Some transplant candidates find their own donor. Leilani Lutali lost her place on UCHealth’s transplant waiting list in October 2021 because she and her kidney donor, Jaimee Fougner, are unvaccinated. Both have avoided the COVID-19 vaccines because of concerns about the abortion-linked fetal cell lines. “Here I am, willing to be a direct donor to her. It does not affect any other patient on the transplant list,” Fougner told CBS Denver. “How can I sit here and allow them to murder my friend when I’ve got a perfectly good kidney and can save her life?”
UCHealth released a statement in October 2021 noting that transplant patients who contract COVID-19 have a 20-30 percent chance of dying, compared with a less than 2 percent chance for the overall population. UCHealth’s vice president of communications, Dan Weaver, cited multiple studies to back up the statistic (including here, here, and here).

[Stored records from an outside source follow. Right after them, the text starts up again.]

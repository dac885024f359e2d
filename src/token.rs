//! The token shapes produced by [`crate::tokenize`], and the options that
//! govern a tokenization pass.

/// A single character recognised immediately after `<%`, carried on a
/// token for the downstream compiler's use.
///
/// Modeled as `Option<char>` rather than a closed two-variant enum: the
/// marker alphabet is an open, configurable set (see [`MarkerSet`]),
/// currently just `=`, so a `None`/`Some(char)` shape extends without a
/// breaking change the day a second marker ships.
#[derive(Debug, Clone, Copy, PartialEq, Eq, Default, Hash)]
pub struct Marker(Option<char>);

impl Marker {
    pub const NONE: Marker = Marker(None);

    pub fn new(c: char) -> Marker {
        Marker(Some(c))
    }

    pub fn as_char(self) -> Option<char> {
        self.0
    }

    pub fn is_none(self) -> bool {
        self.0.is_none()
    }
}

/// The set of characters the marker extractor will recognise right after
/// `<%`. Backed by a small inline array rather than a `HashSet`: the
/// realistic size is one to a handful of ASCII characters, checked once
/// per fragment, so hashing would cost more than it saves.
#[derive(Debug, Clone, PartialEq, Eq)]
pub struct MarkerSet {
    chars: [char; 4],
    len: usize,
}

impl MarkerSet {
    /// An empty set — no character after `<%` is ever treated as a marker.
    pub fn empty() -> Self {
        Self {
            chars: ['\0'; 4],
            len: 0,
        }
    }

    /// Adds a marker character. Panics if more than four are configured;
    /// that's far beyond any realistic use and signals a caller mistake.
    pub fn with(mut self, c: char) -> Self {
        assert!(self.len < self.chars.len(), "MarkerSet supports at most 4 markers");
        self.chars[self.len] = c;
        self.len += 1;
        self
    }

    pub fn contains(&self, c: char) -> bool {
        self.chars[..self.len].contains(&c)
    }
}

impl Default for MarkerSet {
    fn default() -> Self {
        MarkerSet::empty().with('=')
    }
}

/// Options accepted by [`crate::tokenize`].
#[derive(Debug, Clone, PartialEq)]
pub struct Options {
    /// Enables whitespace elision around fragments that occupy their own
    /// line. Default: off.
    pub trim: bool,
    /// The markers recognised immediately after `<%`. Default: just `=`.
    pub markers: MarkerSet,
}

impl Default for Options {
    fn default() -> Self {
        Self {
            trim: false,
            markers: MarkerSet::default(),
        }
    }
}

/// A span of fragment data shared by every non-text token variant.
#[derive(Debug, Clone, PartialEq)]
pub struct Fragment {
    /// The 1-based source line where the introducing `<%` appeared.
    pub line: usize,
    pub marker: Marker,
    /// The fragment body, excluding the leading `<%`, the marker, and the
    /// trailing `%>`.
    pub contents: String,
}

#[derive(Debug, Clone, PartialEq)]
pub enum Token {
    /// A contiguous run of literal text. Never empty; never adjacent to
    /// another `Text` token in a token stream produced by this crate.
    Text(String),
    /// A standalone expression fragment.
    Expr(Fragment),
    /// Opens a block (e.g. the `if x do` in `if x do ... end`).
    StartExpr(Fragment),
    /// Continues a block (e.g. `else`, `:a ->` inside a `case`).
    MiddleExpr(Fragment),
    /// Closes a block.
    EndExpr(Fragment),
}

impl Token {
    /// Renders the token back to the source text it was parsed from,
    /// modulo any whitespace trim mode removed — used by the round-trip
    /// property tests.
    pub fn render(&self) -> String {
        match self {
            Token::Text(contents) => contents.clone(),
            Token::Expr(f) | Token::StartExpr(f) | Token::MiddleExpr(f) | Token::EndExpr(f) => {
                let marker = f.marker.as_char().map(String::from).unwrap_or_default();
                format!("<%{marker}{}%>", f.contents)
            }
        }
    }
}
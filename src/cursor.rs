//! A position-tracking view over the remaining input.
//!
//! Adapted from the teacher's `CharsIterator` (single-slot rollback over
//! `std::str::Chars`): fragment and escape detection here need to look
//! ahead by two or three characters at once (`<%%`, `<%#`, `%>`), which a
//! one-slot rollback can't express directly, so this cursor instead holds
//! the remaining `&str` directly and answers lookahead with `starts_with`.

#[derive(Clone, Copy)]
pub struct Cursor<'a> {
    rest: &'a str,
    line: usize,
}

impl<'a> Cursor<'a> {
    pub fn new(input: &'a str, starting_line: usize) -> Self {
        Self {
            rest: input,
            line: starting_line,
        }
    }

    pub fn line(&self) -> usize {
        self.line
    }

    pub fn is_empty(&self) -> bool {
        self.rest.is_empty()
    }

    pub fn starts_with(&self, pattern: &str) -> bool {
        self.rest.starts_with(pattern)
    }

    pub fn first(&self) -> Option<char> {
        self.rest.chars().next()
    }

    /// Advances past one character, tracking the line counter.
    pub fn bump(&mut self) -> Option<char> {
        let mut chars = self.rest.chars();
        let c = chars.next()?;
        self.rest = chars.as_str();
        if c == '\n' {
            self.line += 1;
        }
        Some(c)
    }

    /// Advances past exactly `pattern`, which must be a prefix of the
    /// remaining input. Panics (a programmer error, not an input error) if
    /// it isn't — callers always check `starts_with` first.
    pub fn advance_past(&mut self, pattern: &str) {
        for _ in pattern.chars() {
            self.bump().expect("advance_past: pattern is not a prefix of the remaining input");
        }
    }
}

#[cfg(test)]
mod tests;
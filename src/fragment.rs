//! Fragment reader (spec §4.2): consumes characters up to the next `%>`,
//! tracking line number as it goes. The body is opaque — nothing inside
//! it is interpreted, which also means a fragment can never contain the
//! literal text `%>`.

use crate::cursor::Cursor;
use crate::error::Error;

pub fn read(cursor: &mut Cursor<'_>) -> Result<String, Error> {
    let mut body = String::new();

    loop {
        if cursor.starts_with("%>") {
            cursor.advance_past("%>");
            return Ok(body);
        }

        match cursor.bump() {
            Some(c) => body.push(c),
            // The line reported here is the last line the cursor reached,
            // not the line the opening `<%` was on — see `Error::line`.
            None => return Err(Error::UnterminatedFragment { line: cursor.line() }),
        }
    }
}

#[cfg(test)]
mod tests {
    use super::*;

    #[test]
    fn reads_body_up_to_close() {
        let mut cursor = Cursor::new(" name %>rest", 1);
        let body = read(&mut cursor).unwrap();
        assert_eq!(body, " name ");
        assert_eq!(cursor.first(), Some('r'));
    }

    #[test]
    fn tracks_line_across_embedded_newlines() {
        let mut cursor = Cursor::new(" a\nb\nc %>", 5);
        let body = read(&mut cursor).unwrap();
        assert_eq!(body, " a\nb\nc ");
        assert_eq!(cursor.line(), 7);
    }

    #[test]
    fn reports_last_scanned_line_on_unterminated_fragment() {
        let mut cursor = Cursor::new(" foo\nbar", 1);
        let err = read(&mut cursor).unwrap_err();
        assert_eq!(err, Error::UnterminatedFragment { line: 2 });
    }

    #[test]
    fn a_fragment_cannot_contain_the_literal_close_sequence() {
        let mut cursor = Cursor::new(" \"%>\" %>", 1);
        let body = read(&mut cursor).unwrap();
        assert_eq!(body, " \"");
        assert_eq!(cursor.first(), Some('"'));
    }
}
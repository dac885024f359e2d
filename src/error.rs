//! The single fatal condition a tokenization pass can hit: an opening `<%`
//! whose `%>` never arrives. Everything else (classification ambiguity,
//! the host lexer giving up) is recovered locally, per spec — see
//! `classifier`.

/// `line` is the last line the scanner had reached when input ran out,
/// not the line where the unterminated `<%` was opened — see the "Open
/// questions" note this module's docs for `Error::line`.
#[derive(thiserror::Error, Debug, Clone, Copy, PartialEq, Eq)]
pub enum Error {
    #[error("missing token '%>'")]
    UnterminatedFragment { line: usize },
}

impl Error {
    /// The line number to report alongside this error.
    ///
    /// For `UnterminatedFragment` this is the last line the scanner
    /// reached, which is not necessarily the line the unclosed `<%`
    /// opened on — multi-line fragments shift it forward. Record the
    /// opening line separately at the call site if stricter diagnostics
    /// are needed.
    pub fn line(&self) -> usize {
        match self {
            Error::UnterminatedFragment { line } => *line,
        }
    }
}
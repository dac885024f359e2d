//! Marker extraction (spec §4.3): at most one character of lookahead
//! immediately after `<%`, consumed only if it belongs to the configured
//! [`MarkerSet`](crate::token::MarkerSet).

use crate::cursor::Cursor;
use crate::token::{Marker, MarkerSet};

pub fn extract(cursor: &mut Cursor<'_>, markers: &MarkerSet) -> Marker {
    match cursor.first() {
        Some(c) if markers.contains(c) => {
            cursor.bump();
            Marker::new(c)
        }
        _ => Marker::NONE,
    }
}

#[cfg(test)]
mod tests {
    use super::*;

    #[test]
    fn extracts_configured_marker() {
        let mut cursor = Cursor::new("= rest", 1);
        let marker = extract(&mut cursor, &MarkerSet::default());
        assert_eq!(marker.as_char(), Some('='));
        assert_eq!(cursor.first(), Some(' '));
    }

    #[test]
    fn leaves_body_untouched_when_no_marker_matches() {
        let mut cursor = Cursor::new("if x do", 1);
        let marker = extract(&mut cursor, &MarkerSet::default());
        assert!(marker.is_none());
        assert_eq!(cursor.first(), Some('i'));
    }

    #[test]
    fn only_the_configured_markers_are_recognised() {
        let mut cursor = Cursor::new("| rest", 1);
        let marker = extract(&mut cursor, &MarkerSet::default());
        assert!(marker.is_none());
        assert_eq!(cursor.first(), Some('|'));
    }
}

Connors already had COVID-19 and believes his natural immunity is sufficient protection against the virus. A study of over 52,000 Cleveland Clinic employees indicated that “until the Omicron variant of COVID-19 emerged, there was no tenable evidence that previously infected individuals benefited substantially from a COVID-19 vaccine for up to 8-10 months.” Samuelson doesn’t think she needs the vaccine either. “I have yet to get COVID,” she said. “If I made it this long without COVID, and I get the vaccine, and I get COVID, I’m going to be very mad.” Neither Connors nor Samuelson were required to receive a flu shot to remain eligible for an organ transplant, they say, although standard childhood vaccines were required.
Asked about exemptions to the vaccine requirement, Hollinger noted that hospitals must generally enact uniform rules. If they make exceptions too easily, chaos might ensue as people come up with various reasons the policy shouldn’t apply to them. “[Hospitals] may have the occasional situation when a team will make a judgment that goes in a different direction,” he said. “But I think that puts hospitals in very vulnerable situations.”